Nothing but a number should be returned: the count of lines in the records that contain "derive".

> **Extracted material**:
----

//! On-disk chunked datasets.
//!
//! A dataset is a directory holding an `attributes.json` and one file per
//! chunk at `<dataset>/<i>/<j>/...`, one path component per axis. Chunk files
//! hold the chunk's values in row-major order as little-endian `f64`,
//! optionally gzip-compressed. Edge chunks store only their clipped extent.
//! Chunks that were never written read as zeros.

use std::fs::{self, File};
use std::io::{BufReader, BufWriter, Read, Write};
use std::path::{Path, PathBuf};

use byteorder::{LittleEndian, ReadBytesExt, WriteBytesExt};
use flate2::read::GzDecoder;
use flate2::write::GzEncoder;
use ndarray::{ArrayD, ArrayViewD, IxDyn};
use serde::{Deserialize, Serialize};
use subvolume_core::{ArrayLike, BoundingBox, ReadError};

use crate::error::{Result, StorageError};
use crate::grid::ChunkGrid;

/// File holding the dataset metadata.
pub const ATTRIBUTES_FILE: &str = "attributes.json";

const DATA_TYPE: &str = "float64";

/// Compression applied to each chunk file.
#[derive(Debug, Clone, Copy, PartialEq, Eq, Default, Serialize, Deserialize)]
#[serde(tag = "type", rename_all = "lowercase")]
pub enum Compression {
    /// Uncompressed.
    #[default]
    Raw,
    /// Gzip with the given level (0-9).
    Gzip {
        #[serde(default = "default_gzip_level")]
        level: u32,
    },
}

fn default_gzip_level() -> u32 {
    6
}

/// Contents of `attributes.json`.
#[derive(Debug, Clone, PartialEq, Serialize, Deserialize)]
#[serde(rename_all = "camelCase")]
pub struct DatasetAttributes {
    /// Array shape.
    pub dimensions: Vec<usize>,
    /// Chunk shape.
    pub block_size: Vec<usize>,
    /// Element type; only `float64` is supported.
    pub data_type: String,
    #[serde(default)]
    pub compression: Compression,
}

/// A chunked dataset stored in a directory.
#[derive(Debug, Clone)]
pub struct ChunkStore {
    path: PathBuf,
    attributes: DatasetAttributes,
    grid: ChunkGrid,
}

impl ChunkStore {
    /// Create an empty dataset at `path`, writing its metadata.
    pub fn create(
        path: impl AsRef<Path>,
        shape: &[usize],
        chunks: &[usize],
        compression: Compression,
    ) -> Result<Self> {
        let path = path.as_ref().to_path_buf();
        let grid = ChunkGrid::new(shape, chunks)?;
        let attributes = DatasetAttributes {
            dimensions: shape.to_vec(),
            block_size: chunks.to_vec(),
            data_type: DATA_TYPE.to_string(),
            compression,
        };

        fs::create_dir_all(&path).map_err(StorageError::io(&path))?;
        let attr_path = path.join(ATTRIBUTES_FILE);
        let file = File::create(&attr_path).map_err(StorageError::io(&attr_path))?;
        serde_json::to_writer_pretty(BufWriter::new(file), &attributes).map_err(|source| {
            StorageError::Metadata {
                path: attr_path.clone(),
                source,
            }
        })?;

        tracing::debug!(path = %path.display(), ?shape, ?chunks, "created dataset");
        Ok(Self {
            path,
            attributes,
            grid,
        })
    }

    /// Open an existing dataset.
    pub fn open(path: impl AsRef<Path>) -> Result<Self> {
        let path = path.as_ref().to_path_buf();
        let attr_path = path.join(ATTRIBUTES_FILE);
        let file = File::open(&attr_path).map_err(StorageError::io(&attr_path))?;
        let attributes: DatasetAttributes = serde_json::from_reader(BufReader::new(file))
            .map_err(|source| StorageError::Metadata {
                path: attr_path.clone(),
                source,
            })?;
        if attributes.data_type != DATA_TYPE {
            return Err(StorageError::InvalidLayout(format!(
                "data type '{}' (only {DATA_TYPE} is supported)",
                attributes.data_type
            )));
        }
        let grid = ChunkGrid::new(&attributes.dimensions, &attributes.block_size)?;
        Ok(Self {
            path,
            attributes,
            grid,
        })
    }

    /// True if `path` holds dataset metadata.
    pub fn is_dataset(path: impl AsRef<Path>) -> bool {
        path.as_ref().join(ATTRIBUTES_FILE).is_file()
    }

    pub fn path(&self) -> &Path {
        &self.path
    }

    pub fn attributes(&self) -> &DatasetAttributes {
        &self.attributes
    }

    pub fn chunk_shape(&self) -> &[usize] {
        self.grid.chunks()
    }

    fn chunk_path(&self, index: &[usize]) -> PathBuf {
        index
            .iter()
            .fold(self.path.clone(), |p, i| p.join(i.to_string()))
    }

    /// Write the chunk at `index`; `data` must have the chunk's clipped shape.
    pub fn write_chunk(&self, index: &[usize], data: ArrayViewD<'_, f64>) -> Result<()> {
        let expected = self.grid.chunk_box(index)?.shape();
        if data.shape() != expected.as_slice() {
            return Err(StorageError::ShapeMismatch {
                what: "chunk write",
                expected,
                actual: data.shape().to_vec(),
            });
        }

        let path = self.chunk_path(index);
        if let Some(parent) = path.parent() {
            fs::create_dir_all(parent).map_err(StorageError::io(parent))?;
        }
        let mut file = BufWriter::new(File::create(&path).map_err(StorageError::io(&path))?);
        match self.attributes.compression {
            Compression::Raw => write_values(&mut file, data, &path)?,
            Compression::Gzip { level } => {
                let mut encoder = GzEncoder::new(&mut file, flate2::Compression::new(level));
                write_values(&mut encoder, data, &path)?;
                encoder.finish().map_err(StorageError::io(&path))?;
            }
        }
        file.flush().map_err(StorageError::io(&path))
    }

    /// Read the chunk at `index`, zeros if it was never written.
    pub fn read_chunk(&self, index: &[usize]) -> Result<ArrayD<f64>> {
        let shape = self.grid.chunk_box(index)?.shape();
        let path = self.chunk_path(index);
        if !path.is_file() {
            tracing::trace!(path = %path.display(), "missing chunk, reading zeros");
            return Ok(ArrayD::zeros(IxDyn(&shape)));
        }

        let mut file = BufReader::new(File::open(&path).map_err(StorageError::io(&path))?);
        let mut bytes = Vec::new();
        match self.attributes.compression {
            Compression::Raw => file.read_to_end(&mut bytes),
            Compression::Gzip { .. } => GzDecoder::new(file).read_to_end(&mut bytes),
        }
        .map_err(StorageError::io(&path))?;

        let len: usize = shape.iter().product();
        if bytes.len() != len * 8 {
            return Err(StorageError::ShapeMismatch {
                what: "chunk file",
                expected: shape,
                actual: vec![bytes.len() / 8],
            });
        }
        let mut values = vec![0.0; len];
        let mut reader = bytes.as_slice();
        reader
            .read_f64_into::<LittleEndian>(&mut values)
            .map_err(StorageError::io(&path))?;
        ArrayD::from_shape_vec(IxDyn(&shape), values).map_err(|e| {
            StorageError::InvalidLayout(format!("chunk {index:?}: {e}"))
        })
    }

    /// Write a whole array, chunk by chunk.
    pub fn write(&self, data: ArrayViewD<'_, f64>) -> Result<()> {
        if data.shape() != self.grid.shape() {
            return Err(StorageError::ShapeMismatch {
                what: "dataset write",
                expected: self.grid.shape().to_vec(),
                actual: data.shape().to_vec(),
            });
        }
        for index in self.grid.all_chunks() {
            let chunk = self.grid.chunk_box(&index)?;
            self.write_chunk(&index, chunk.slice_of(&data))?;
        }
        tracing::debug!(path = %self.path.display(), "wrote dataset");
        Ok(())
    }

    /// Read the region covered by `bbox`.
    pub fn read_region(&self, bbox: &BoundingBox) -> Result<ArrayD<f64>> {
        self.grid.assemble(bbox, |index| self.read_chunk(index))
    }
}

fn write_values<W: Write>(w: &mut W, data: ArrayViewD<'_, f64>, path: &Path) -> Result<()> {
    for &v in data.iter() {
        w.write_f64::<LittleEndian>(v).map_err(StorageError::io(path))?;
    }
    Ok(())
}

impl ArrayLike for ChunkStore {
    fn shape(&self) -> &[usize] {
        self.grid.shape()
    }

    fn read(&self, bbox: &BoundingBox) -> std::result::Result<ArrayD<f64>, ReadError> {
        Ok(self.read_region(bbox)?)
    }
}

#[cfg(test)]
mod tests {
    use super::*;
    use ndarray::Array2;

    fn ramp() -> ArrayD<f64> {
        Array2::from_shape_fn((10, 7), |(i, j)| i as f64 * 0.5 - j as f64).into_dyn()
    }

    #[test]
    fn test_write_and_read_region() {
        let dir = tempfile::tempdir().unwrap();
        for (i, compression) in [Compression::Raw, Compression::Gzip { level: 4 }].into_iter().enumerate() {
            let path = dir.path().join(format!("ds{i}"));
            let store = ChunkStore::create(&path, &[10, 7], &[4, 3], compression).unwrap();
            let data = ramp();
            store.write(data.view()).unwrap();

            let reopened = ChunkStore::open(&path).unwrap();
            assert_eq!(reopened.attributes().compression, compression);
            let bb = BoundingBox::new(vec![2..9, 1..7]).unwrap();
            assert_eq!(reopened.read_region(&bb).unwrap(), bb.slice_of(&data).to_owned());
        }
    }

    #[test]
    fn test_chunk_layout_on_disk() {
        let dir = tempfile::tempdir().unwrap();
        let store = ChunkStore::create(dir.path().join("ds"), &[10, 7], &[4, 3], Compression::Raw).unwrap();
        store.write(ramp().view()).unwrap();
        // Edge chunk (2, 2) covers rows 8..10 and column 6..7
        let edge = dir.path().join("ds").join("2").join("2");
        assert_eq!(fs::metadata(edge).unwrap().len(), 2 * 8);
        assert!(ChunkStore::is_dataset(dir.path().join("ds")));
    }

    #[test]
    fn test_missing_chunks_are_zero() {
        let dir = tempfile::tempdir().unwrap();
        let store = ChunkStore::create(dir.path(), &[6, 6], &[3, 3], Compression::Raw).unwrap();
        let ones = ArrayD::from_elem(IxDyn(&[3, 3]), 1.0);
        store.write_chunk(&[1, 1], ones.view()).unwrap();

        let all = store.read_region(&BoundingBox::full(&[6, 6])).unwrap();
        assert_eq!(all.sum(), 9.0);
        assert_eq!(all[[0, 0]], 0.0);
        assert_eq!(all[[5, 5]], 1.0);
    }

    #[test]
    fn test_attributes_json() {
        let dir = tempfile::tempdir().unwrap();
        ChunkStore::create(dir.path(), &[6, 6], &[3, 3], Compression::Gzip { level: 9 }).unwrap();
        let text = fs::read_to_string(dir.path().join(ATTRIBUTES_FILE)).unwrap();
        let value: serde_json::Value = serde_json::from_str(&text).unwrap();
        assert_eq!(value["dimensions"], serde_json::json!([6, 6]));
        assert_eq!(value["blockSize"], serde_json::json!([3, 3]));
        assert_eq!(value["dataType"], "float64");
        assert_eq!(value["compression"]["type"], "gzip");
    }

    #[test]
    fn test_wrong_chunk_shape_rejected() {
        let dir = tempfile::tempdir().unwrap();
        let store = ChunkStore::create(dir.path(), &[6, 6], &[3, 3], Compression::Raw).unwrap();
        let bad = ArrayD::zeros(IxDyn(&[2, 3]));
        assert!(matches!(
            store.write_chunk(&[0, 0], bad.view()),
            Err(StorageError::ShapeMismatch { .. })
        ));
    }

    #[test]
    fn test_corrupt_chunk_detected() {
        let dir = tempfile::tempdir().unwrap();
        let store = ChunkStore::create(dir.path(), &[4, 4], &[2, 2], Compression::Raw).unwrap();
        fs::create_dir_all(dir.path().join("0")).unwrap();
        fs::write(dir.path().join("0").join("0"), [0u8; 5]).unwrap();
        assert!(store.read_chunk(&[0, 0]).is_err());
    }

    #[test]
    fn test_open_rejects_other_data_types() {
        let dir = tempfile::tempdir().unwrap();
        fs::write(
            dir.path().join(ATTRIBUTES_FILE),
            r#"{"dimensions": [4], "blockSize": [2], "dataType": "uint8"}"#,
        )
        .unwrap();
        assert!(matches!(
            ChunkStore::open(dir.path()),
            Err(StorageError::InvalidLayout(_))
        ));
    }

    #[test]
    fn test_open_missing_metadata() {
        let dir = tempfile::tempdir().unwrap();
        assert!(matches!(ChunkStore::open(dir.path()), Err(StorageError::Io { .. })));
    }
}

----

> **Worked solution**: 3